‘How regulators can rescue microfinance banks amidst COVID-19 pandemic’

Adegoke Adegbami, a financial management consultant is currently the Managing Director/Chief Executive, Mainstreet Bank Microfinance Bank Limited in 2009, a subsidiary of Skye Bank Plc. In this interview he speaks on the challenges and prospects of the bank in the wake of the COVID-19 pandemic. Excerpts:

Your bank recently raised about $20million via one of your debt products. Can you shield more light on details of the product?

Thank you for the opportunity to have this conversation. First we must remember the fact that the core of our business is financial intermediation. We get money from those that have surplus and channel it to those that need it for productive purposes. And two things are important here. The more of it we can get and our ability to manage and deploy it profitably. The product in question was actually launched in 2018. We had just paid down a foreign debt of about N700million at that time. Our first option was to look for a similar foreign facility as a replacement. But the fact that Nigeria entered a recession in 2016 and the sharp devaluation of the Naira made it impossible for us to get a foreign replacement. Besides, we were not ready to carry the foreign exchange risk; we believed that was not our area of strength. It was this dilemma that made us looked inwards and launched that product we called Main Treasure Note. It is typical of a commercial paper, except for the fact that we handled everything by ourselves, including the marketing of it. The tenors range between 180days to 12months with very attractive interest premium. The target was that with aggressive marketing, some people will be able to pull out their deposits from commercial banks and give parts or all of it to us. We marketed it to the middle class, high networth individuals and corporate entities. That gave us about N800million in 2018. We marketed mostly within family and friends network in 2018. We had subscription ranging from N5million and above.

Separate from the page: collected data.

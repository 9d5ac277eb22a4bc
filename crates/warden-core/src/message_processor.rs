// Copyright (c) 2026 Warden Contributors
//
// SPDX-License-Identifier: Apache-2.0
//! The turn loop: coordinates auto-compact, followup chains, steer
//! redirects, interrupt handling, and approval pauses around
//! [`AgentRunner`] invocations. Runs on the `main` lane worker once a batch
//! of coalesced messages has been handed to it.
use std::sync::Arc;

use tracing::{error, info, warn};
use warden_channels::{parse_command, Channel, Command, SendOptions};
use warden_config::{AutoCompactConfig, QueueMode};

use crate::agent_runner::{AgentRunner, FollowupRequest, TurnOutcome};
use crate::approval::ApprovalGate;
use crate::archive::ConversationArchiver;
use crate::message::Message;
use crate::middleware::{MiddlewareChain, MiddlewareContext};
use crate::prompts::{compacted_template, followup_template, tool_denied_template, SUMMARIZE_PROMPT};
use crate::queue::QueueManager;
use crate::session::SessionManager;

const MAX_FOLLOWUP_DEPTH: u32 = 5;

const WELCOME_TEXT: &str = "Warden is running. Send a message to start a conversation, or /help to see framework commands.";

const HELP_TEXT: &str = "Available commands:\n\
/new - archive the current conversation and start a fresh one\n\
/compact - summarise and archive the current conversation, continuing with the summary\n\
/queue <collect|steer|followup|interrupt|default|reset> - set this session's queue mode\n\
/status - report workspace, model, conversation, and usage info\n\
/model [provider:model] - show or note the active model\n\
/approve <id> - approve a pending tool call\n\
/deny <id> - deny a pending tool call";

/// Assembled once per workspace and handed one coalesced batch at a time by
/// the `main` lane worker.
pub struct MessageProcessor {
    workspace_name: String,
    model_label: String,
    session_manager: Arc<SessionManager>,
    queue_manager: Arc<QueueManager>,
    archiver: Arc<ConversationArchiver>,
    approval_gate: Arc<ApprovalGate>,
    middleware: Arc<MiddlewareChain>,
    agent_runner: Arc<dyn AgentRunner>,
    channel: Arc<dyn Channel>,
    auto_compact: AutoCompactConfig,
    notify_auto_compact: bool,
}
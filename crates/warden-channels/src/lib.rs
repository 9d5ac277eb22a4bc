// Copyright (c) 2026 Warden Contributors
//
// SPDX-License-Identifier: Apache-2.0
//! Channel adapter contract: the boundary the core turn loop sends through
//! and receives from. Concrete transports (Telegram, Discord, ...) are out
//! of scope; this crate holds the trait, the optional file-sending
//! capability, framework command parsing, and an in-memory test double.
mod commands;
mod memory;

use std::any::Any;
use std::sync::Arc;

use async_trait::async_trait;
use futures::future::BoxFuture;
use serde_json::Value;

pub use commands::{parse_command, Command};
pub use memory::MemoryChannel;

/// A transport-agnostic inbound event, handed to a registered
/// [`MessageHandler`]. Primitive fields only, for the same reason
/// [`SentMessage`] is primitive: this crate never depends on `warden-core`.
#[derive(Debug, Clone)]
pub struct InboundMessage {
    pub channel: String,
    pub session_key: String,
    pub user_id: String,
    pub content: String,
}

/// Callback a [`Channel`] invokes for every inbound message it receives from
/// its transport. Registered once via [`Channel::on_message`]; the runtime
/// wires this to `QueueManager::submit`.
pub type MessageHandler = Arc<dyn Fn(InboundMessage) -> BoxFuture<'static, ()> + Send + Sync>;

/// Callback a [`Channel`] invokes when its own UI resolves a pending
/// approval (e.g. an inline button), carrying the approval id and whether it
/// was approved. Registered once via [`Channel::on_approval`]; the runtime
/// wires this to `ApprovalGate::resolve`.
pub type ApprovalHandler = Arc<dyn Fn(String, bool) -> BoxFuture<'static, ()> + Send + Sync>;

/// What sending a message back to a channel yields: enough for a caller to
/// log or correlate, without pulling in `warden-core`'s richer `Message`
/// type and creating a dependency cycle.
#[derive(Debug, Clone)]
pub struct SentMessage {
    pub id: String,
    pub session_key: String,
}

/// Extra, channel-specific send options. Kept as a small struct rather than
/// a generic `**kwargs` bag so implementations don't need to parse an
/// untyped map for the handful of flags that matter.
#[derive(Debug, Clone, Default)]
pub struct SendOptions {
    pub reply_to_id: Option<String>,
    pub silent: bool,
}

/// A transport this runtime can send to and receive from. Implementations
/// own protocol adaptation, allowlisting, and (optionally) native command
/// registration; everything here operates on primitive session keys and
/// content so this crate never needs to depend on `warden-core`.
#[async_trait]
pub trait Channel: Send + Sync {
    fn name(&self) -> &str;

    async fn start(&self) -> anyhow::Result<()>;

    async fn stop(&self) -> anyhow::Result<()>;

    /// Register the callback invoked for every inbound message this
    /// transport receives. Implementations store the handler and invoke it
    /// from whatever polling loop or webhook handler reads the wire.
    async fn on_message(&self, handler: MessageHandler);

    /// Register the callback invoked when this transport's own UI resolves
    /// a pending approval (e.g. an inline "Approve"/"Deny" button), as
    /// opposed to a user typing `/approve <id>` as ordinary message text.
    async fn on_approval(&self, handler: ApprovalHandler);

    async fn send_message(&self, session_key: &str, content: &str, opts: SendOptions) -> anyhow::Result<SentMessage>;

    async fn send_approval_request(
        &self,
        session_key: &str,
        approval_id: &str,
        tool_name: &str,
        tool_args: &Value,
        show_args: bool,
    ) -> anyhow::Result<()> {
        let mut message = format!("Approval required: {tool_name}\n");
        if show_args {
            let mut args_str = tool_args.to_string();
            if args_str.len() > 500 {
                args_str.truncate(500);
                args_str.push_str("...");
            }
            message.push_str(&format!("Arguments: {args_str}\n"));
        }
        message.push_str(&format!("\nApproval ID: {approval_id}\nReply /approve or /deny to this request."));
        self.send_message(session_key, &message, SendOptions::default()).await?;
        Ok(())
    }

    /// Downcast target for the optional [`FileCapableChannel`] capability.
    /// Implementations that support file sending override this to return
    /// `self`; the default returns `None`, matching the reference's
    /// `hasattr`-style capability check.
    fn as_file_capable(&self) -> Option<&dyn FileCapableChannel> {
        None
    }

    fn as_any(&self) -> &dyn Any;

    fn build_session_key(&self, parts: &[&str]) -> String {
        let mut key = self.name().to_string();
        for part in parts {
            key.push(':');
            key.push_str(part);
        }
        key
    }
}

/// Optional capability a [`Channel`] may additionally implement. Modeled as
/// a second trait rather than a default-erroring method on `Channel`
/// itself, per the capability-trait pattern this runtime uses for
/// polymorphic transports and tools alike.
#[async_trait]
pub trait FileCapableChannel: Send + Sync {
    async fn send_file(
        &self,
        session_key: &str,
        file_data: &[u8],
        filename: &str,
        mime_type: Option<&str>,
        caption: Option<&str>,
    ) -> anyhow::Result<()>;
}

All we did late 2019 and 2020 was to leverage on the confidence we got from the 2018 success story and rework our marketing strategy. Today we have agents that market this product for us on commission basis. We got all our staff involved, including back office and other support staff. We also continued to place advert in the newspapers and online platforms. The people who have patronised us since 2018 are very happy with the attractive interest and our prompt, quality services. Our investment grade credit rating by Agusto & Co also served to boost their confidence in our bank. With the very low interest regime in 2020, many of them now found us as their investment destination. Even though this particular product is revolving in nature, we have a portfolio of over N8billion on that product as we speak. If you use N400/$, that translates to $20million.

What’s your company’s performance in 2020, considering the impact of COVID-19 pandemic and what do you think the future holds?

On the quantitative side, we have grown our total assets by 81% year on year. Our portfolio has grown by 80%. Our gross revenue and profit before tax have grown 71% and 74% respectively. To be able to fund the growth in portfolio, we have grown our deposit moderately and debt funding significantly. Despite the challenges of the last 12 months, our bank has won a number of awards and recognitions. At the Fintech Innovator Merit Award 2020, we won Africa’s Most Innovative Micro Lending Service Brand of the Year 2020. We were recognised as the Microfinance Bank of the Year 2020 by the Classic Magazine.

What is your view on the issue of recapitalisation of MFBs by the CBN? How are the operators faring in this regard?

Like many of us, I believe capital is very important for the success of any business, but particularly a banking business. I also believe that the regulators mean well for the sector. However, there is a need for the regulators to consider the issue of timing very well. Even if the timing was right as at when the Central Bank of Nigeria (CBN) initiated the current capital increase, COVID-19 has made the timing wrong. They gave extension of 12 months, but that was with the expectation that the world would be able to deal with COVID-19 in maximum of 12 months. The reality today is different. Almost two years down the line, the world is still grappling with COVID-19. COVID-19 has now become COVID-21, particularly with the current experiences of India, Turkey and Brazil. Don’t forget we live in a global community. And we also have our own peculiar problems in Nigeria. My advice is that the regulators should give us more time. They can apply their new requirements to new entrants but they should give more time to existing institutions. I don’t think anybody will benefit from these businesses being closed down, at least not the regulators, employees, shareholders, government and the Nigerian economy at large.

What is your stance on CBN’s restriction on crypto currency?

My first reaction was that the CBN appears to want to control what is clearly not within its control. But CBN has also clarified that they did not ban crypto currency transaction in Nigeria, neither do they criminalise it. What they are saying is that you cannot pass it through banks that are regulated by the CBN. This is because they believe it is prone to fraud and it is difficult for the CBN to regulate. They cannot take responsibility for or guaranty the safety of your money in those transactions. I think that is fair enough. We also have information that all regulators and government agencies are now working together to find a way around it.